(Data extract):
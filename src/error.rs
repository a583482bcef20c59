//! Error types for remanga-farmer
//!
//! The error taxonomy mirrors the propagation policy of the farming loop:
//! only [`Error::Config`], [`Error::InvalidToken`] and
//! [`Error::InvalidCredentials`] may terminate an account's task. Everything
//! else is absorbed inside the request executor's retry loop or degrades to
//! "skip this unit of work, retry next cycle".

use thiserror::Error;

/// Result type alias for remanga-farmer operations
pub type Result<T> = std::result::Result<T, Error>;

/// Main error type for remanga-farmer
#[derive(Debug, Error)]
pub enum Error {
    /// Configuration error with context about which setting is invalid
    ///
    /// Raised before any network call is attempted, e.g. when an account line
    /// carries neither a username/password pair nor a token.
    #[error("configuration error: {message}")]
    Config {
        /// Human-readable error message describing the configuration issue
        message: String,
        /// The configuration key that caused the error (e.g. "credentials")
        key: Option<String>,
    },

    /// The login endpoint rejected the supplied token (HTTP 401)
    ///
    /// Fatal for the account's session; the retry loop bails immediately
    /// rather than burning its attempt budget on a credential that can never
    /// succeed.
    #[error("wrong auth credentials on token: {token}")]
    InvalidToken {
        /// The token the server rejected
        token: String,
    },

    /// The login endpoint rejected the username/token pair (HTTP 400)
    #[error("wrong auth credentials on user: {username:?} | token: {token:?}")]
    InvalidCredentials {
        /// Username submitted with the login request, if any
        username: Option<String>,
        /// Token submitted with the login request, if any
        token: Option<String>,
    },

    /// Network error from the underlying HTTP client
    #[error("network error: {0}")]
    Network(#[from] reqwest::Error),

    /// Serialization error
    #[error("serialization error: {0}")]
    Serialization(#[from] serde_json::Error),

    /// I/O error (cache file reads/writes, account list)
    #[error("I/O error: {0}")]
    Io(#[from] std::io::Error),

    /// A response that had to carry a JSON body came back malformed
    ///
    /// Treated by callers the same way as an exhausted retry budget: skip the
    /// unit of work and let the next cycle retry it.
    #[error("unexpected response shape from {endpoint}: {message}")]
    UnexpectedResponse {
        /// Endpoint that produced the malformed body
        endpoint: String,
        /// What was missing or malformed
        message: String,
    },
}

impl Error {
    /// Returns true if this error must terminate the owning account's task
    ///
    /// Per the propagation policy, only configuration and auth failures are
    /// fatal; every other failure is retried or skipped.
    pub fn is_fatal(&self) -> bool {
        matches!(
            self,
            Error::Config { .. } | Error::InvalidToken { .. } | Error::InvalidCredentials { .. }
        )
    }
}
//! Runnable farming process: one account per line in `accounts.txt`.
//!
//! ```bash
//! cargo run --example farm
//! ```

use remanga_farmer::{Config, accounts, farmer};
use std::path::Path;
use std::sync::Arc;
use tracing::info;

#[tokio::main(flavor = "current_thread")]
async fn main() -> Result<(), Box<dyn std::error::Error>> {
    tracing_subscriber::fmt()
        .with_env_filter(
            tracing_subscriber::EnvFilter::try_from_default_env()
                .unwrap_or_else(|_| "remanga_farmer=info".into()),
        )
        .init();

    let config = Arc::new(Config::default());
    let accounts = accounts::load_accounts(Path::new("accounts.txt"))?;
    info!(accounts = accounts.len(), "starting farming tasks");

    // Runs forever; each account's loop fails independently.
    farmer::farm_all(config, accounts).await;
    Ok(())
}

(Problem details): Show, from the listing above, each line that contains the word "only".

(Output of the task):
//! only [`Error::Config`], [`Error::InvalidToken`] and
    /// Per the propagation policy, only configuration and auth failures are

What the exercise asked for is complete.